─── Available data
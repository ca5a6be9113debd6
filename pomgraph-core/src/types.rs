//! Shared value types for module identities, graph nodes, and relation labels.

use serde::{Deserialize, Serialize};
use std::borrow::Borrow;
use std::collections::{BTreeMap, BTreeSet};
use std::fmt;
use std::str::FromStr;

/// Packaging assumed when a descriptor omits `<packaging>`.
pub const DEFAULT_PACKAGING: &str = "jar";

/// Extra attributes declared on a `<dependency>` (scope, type, ...).
pub type DependencyMetadata = BTreeMap<String, String>;

/// A Maven module identity: the `(groupId, artifactId)` pair.
///
/// Compared verbatim. There is no version component.
#[derive(Clone, Debug, PartialEq, Eq, Hash, PartialOrd, Ord, Serialize, Deserialize)]
pub struct ModuleId {
    pub group: String,
    pub artifact: String,
}

impl ModuleId {
    pub fn new(group: impl Into<String>, artifact: impl Into<String>) -> Self {
        Self {
            group: group.into(),
            artifact: artifact.into(),
        }
    }

    /// Graph node id for this identity.
    pub fn node_id(&self) -> NodeId {
        NodeId(format!("{}:{}", self.group, self.artifact))
    }
}

impl fmt::Display for ModuleId {
    fn fmt(&self, f: &mut fmt::Formatter<'_>) -> fmt::Result {
        write!(f, "{}:{}", self.group, self.artifact)
    }
}

/// Stable graph node id, `"<group>:<artifact>"`.
#[derive(Clone, Debug, PartialEq, Eq, Hash, PartialOrd, Ord, Serialize, Deserialize)]
#[serde(transparent)]
pub struct NodeId(String);

impl NodeId {
    pub fn as_str(&self) -> &str {
        &self.0
    }
}

impl fmt::Display for NodeId {
    fn fmt(&self, f: &mut fmt::Formatter<'_>) -> fmt::Result {
        f.write_str(&self.0)
    }
}

impl Borrow<str> for NodeId {
    fn borrow(&self) -> &str {
        &self.0
    }
}

impl AsRef<str> for NodeId {
    fn as_ref(&self) -> &str {
        &self.0
    }
}

/// Attributes carried by a graph node. An empty string means "unknown".
#[derive(Clone, Debug, Default, PartialEq, Eq, Serialize, Deserialize)]
pub struct NodeAttributes {
    pub packaging: String,
    pub descriptor_path: String,
}

impl NodeAttributes {
    pub fn new(packaging: impl Into<String>, descriptor_path: impl Into<String>) -> Self {
        Self {
            packaging: packaging.into(),
            descriptor_path: descriptor_path.into(),
        }
    }

    /// Fill in attributes that are still unknown. Known values are never replaced.
    pub fn merge(&mut self, incoming: &NodeAttributes) {
        fill_if_empty(&mut self.packaging, &incoming.packaging);
        fill_if_empty(&mut self.descriptor_path, &incoming.descriptor_path);
    }
}

fn fill_if_empty(stored: &mut String, incoming: &str) {
    if stored.is_empty() && !incoming.is_empty() {
        *stored = incoming.to_string();
    }
}

/// Semantic meaning of an edge.
///
/// Declaration order is the order labels are rendered in.
#[derive(Clone, Copy, Debug, PartialEq, Eq, Hash, PartialOrd, Ord, Serialize, Deserialize)]
#[serde(rename_all = "lowercase")]
pub enum RelationKind {
    /// `module -> parent` inheritance.
    Parent,
    /// `aggregator -> sub-module` containment.
    Module,
    /// `module -> dependency`.
    Dependency,
}

impl RelationKind {
    pub const ALL: [RelationKind; 3] = [
        RelationKind::Parent,
        RelationKind::Module,
        RelationKind::Dependency,
    ];

    pub fn as_str(&self) -> &'static str {
        match self {
            Self::Parent => "parent",
            Self::Module => "module",
            Self::Dependency => "dependency",
        }
    }
}

impl fmt::Display for RelationKind {
    fn fmt(&self, f: &mut fmt::Formatter<'_>) -> fmt::Result {
        f.write_str(self.as_str())
    }
}

impl FromStr for RelationKind {
    type Err = String;

    fn from_str(s: &str) -> Result<Self, Self::Err> {
        match s.trim().to_lowercase().as_str() {
            "parent" => Ok(Self::Parent),
            "module" => Ok(Self::Module),
            "dependency" => Ok(Self::Dependency),
            _ => Err(format!(
                "Unknown relation kind: '{}' (expected parent, module or dependency)",
                s
            )),
        }
    }
}

/// The set of relation labels on one edge.
#[derive(Clone, Debug, Default, PartialEq, Eq, Serialize, Deserialize)]
pub struct RelationSet(BTreeSet<RelationKind>);

impl RelationSet {
    pub fn single(kind: RelationKind) -> Self {
        let mut set = Self::default();
        set.insert(kind);
        set
    }

    /// Add a label. Returns `false` if it was already present.
    pub fn insert(&mut self, kind: RelationKind) -> bool {
        self.0.insert(kind)
    }

    pub fn contains(&self, kind: RelationKind) -> bool {
        self.0.contains(&kind)
    }

    pub fn iter(&self) -> impl Iterator<Item = RelationKind> + '_ {
        self.0.iter().copied()
    }

    pub fn len(&self) -> usize {
        self.0.len()
    }

    pub fn is_empty(&self) -> bool {
        self.0.is_empty()
    }

    /// Comma-joined label, e.g. `"module,dependency"`.
    pub fn label(&self) -> String {
        self.iter()
            .map(|kind| kind.as_str())
            .collect::<Vec<_>>()
            .join(",")
    }
}

impl fmt::Display for RelationSet {
    fn fmt(&self, f: &mut fmt::Formatter<'_>) -> fmt::Result {
        f.write_str(&self.label())
    }
}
──────
Each entry above should be written again exactly.

repository ca5a6be9113debd6
filename pomgraph-core/src/types.rs
//! Shared value types for module identities, graph nodes, and relation labels.

use serde::{Deserialize, Serialize};
use std::borrow::Borrow;
use std::collections::{BTreeMap, BTreeSet};
use std::fmt;
use std::str::FromStr;

/// Packaging assumed when a descriptor omits `<packaging>`.
pub const DEFAULT_PACKAGING: &str = "jar";

/// Extra attributes declared on a `<dependency>` (scope, type, ...).
pub type DependencyMetadata = BTreeMap<String, String>;

/// A Maven module identity: the `(groupId, artifactId)` pair.
///
/// Compared verbatim. There is no version component.
#[derive(Clone, Debug, PartialEq, Eq, Hash, PartialOrd, Ord, Serialize, Deserialize)]
pub struct ModuleId {
    pub group: String,
    pub artifact: String,
}

impl ModuleId {
    pub fn new(group: impl Into<String>, artifact: impl Into<String>) -> Self {
        Self {
            group: group.into(),
            artifact: artifact.into(),
        }
    }

    /// Graph node id for this identity.
    pub fn node_id(&self) -> NodeId {
        NodeId(format!("{}:{}", self.group, self.artifact))
    }
}

impl fmt::Display for ModuleId {
    fn fmt(&self, f: &mut fmt::Formatter<'_>) -> fmt::Result {
        write!(f, "{}:{}", self.group, self.artifact)
    }
}

/// Stable graph node id, `"<group>:<artifact>"`.
#[derive(Clone, Debug, PartialEq, Eq, Hash, PartialOrd, Ord, Serialize, Deserialize)]
#[serde(transparent)]
pub struct NodeId(String);

impl NodeId {
    pub fn as_str(&self) -> &str {
        &self.0
    }
}

impl fmt::Display for NodeId {
    fn fmt(&self, f: &mut fmt::Formatter<'_>) -> fmt::Result {
        f.write_str(&self.0)
    }
}

impl Borrow<str> for NodeId {
    fn borrow(&self) -> &str {
        &self.0
    }
}

impl AsRef<str> for NodeId {
    fn as_ref(&self) -> &str {
        &self.0
    }
}

/// Attributes carried by a graph node. An empty string means "unknown".
#[derive(Clone, Debug, Default, PartialEq, Eq, Serialize, Deserialize)]
pub struct NodeAttributes {
    pub packaging: String,
    pub descriptor_path: String,
}

impl NodeAttributes {
    pub fn new(packaging: impl Into<String>, descriptor_path: impl Into<String>) -> Self {
        Self {
            packaging: packaging.into(),
            descriptor_path: descriptor_path.into(),
        }
    }

    /// Fill in attributes that are still unknown. Known values are never replaced.
    pub fn merge(&mut self, incoming: &NodeAttributes) {
        fill_if_empty(&mut self.packaging, &incoming.packaging);
        fill_if_empty(&mut self.descriptor_path, &incoming.descriptor_path);
    }
}

fn fill_if_empty(stored: &mut String, incoming: &str) {
    if stored.is_empty() && !incoming.is_empty() {
        *stored = incoming.to_string();
    }
}

/// Semantic meaning of an edge.
///
/// Declaration order is the order labels are rendered in.
#[derive(Clone, Copy, Debug, PartialEq, Eq, Hash, PartialOrd, Ord, Serialize, Deserialize)]
#[serde(rename_all = "lowercase")]
pub enum RelationKind {
    /// `module -> parent` inheritance.
    Parent,
    /// `aggregator -> sub-module` containment.
    Module,
    /// `module -> dependency`.
    Dependency,
}

impl RelationKind {
    pub const ALL: [RelationKind; 3] = [
        RelationKind::Parent,
        RelationKind::Module,
        RelationKind::Dependency,
    ];

    pub fn as_str(&self) -> &'static str {
        match self {
            Self::Parent => "parent",
            Self::Module => "module",
            Self::Dependency => "dependency",
        }
    }
}

impl fmt::Display for RelationKind {
    fn fmt(&self, f: &mut fmt::Formatter<'_>) -> fmt::Result {
        f.write_str(self.as_str())
    }
}

impl FromStr for RelationKind {
    type Err = String;

    fn from_str(s: &str) -> Result<Self, Self::Err> {
        match s.trim().to_lowercase().as_str() {
            "parent" => Ok(Self::Parent),
            "module" => Ok(Self::Module),
            "dependency" => Ok(Self::Dependency),
            _ => Err(format!(
                "Unknown relation kind: '{}' (expected parent, module or dependency)",
                s
            )),
        }
    }
}

/// The set of relation labels on one edge.
#[derive(Clone, Debug, Default, PartialEq, Eq, Serialize, Deserialize)]
pub struct RelationSet(BTreeSet<RelationKind>);

impl RelationSet {
    pub fn single(kind: RelationKind) -> Self {
        let mut set = Self::default();
        set.insert(kind);
        set
    }

    /// Add a label. Returns `false` if it was already present.
    pub fn insert(&mut self, kind: RelationKind) -> bool {
        self.0.insert(kind)
    }

    pub fn contains(&self, kind: RelationKind) -> bool {
        self.0.contains(&kind)
    }

    pub fn iter(&self) -> impl Iterator<Item = RelationKind> + '_ {
        self.0.iter().copied()
    }

    pub fn len(&self) -> usize {
        self.0.len()
    }

    pub fn is_empty(&self) -> bool {
        self.0.is_empty()
    }

    /// Comma-joined label, e.g. `"module,dependency"`.
    pub fn label(&self) -> String {
        self.iter()
            .map(|kind| kind.as_str())
            .collect::<Vec<_>>()
            .join(",")
    }
}

impl fmt::Display for RelationSet {
    fn fmt(&self, f: &mut fmt::Formatter<'_>) -> fmt::Result {
        f.write_str(&self.label())
    }
}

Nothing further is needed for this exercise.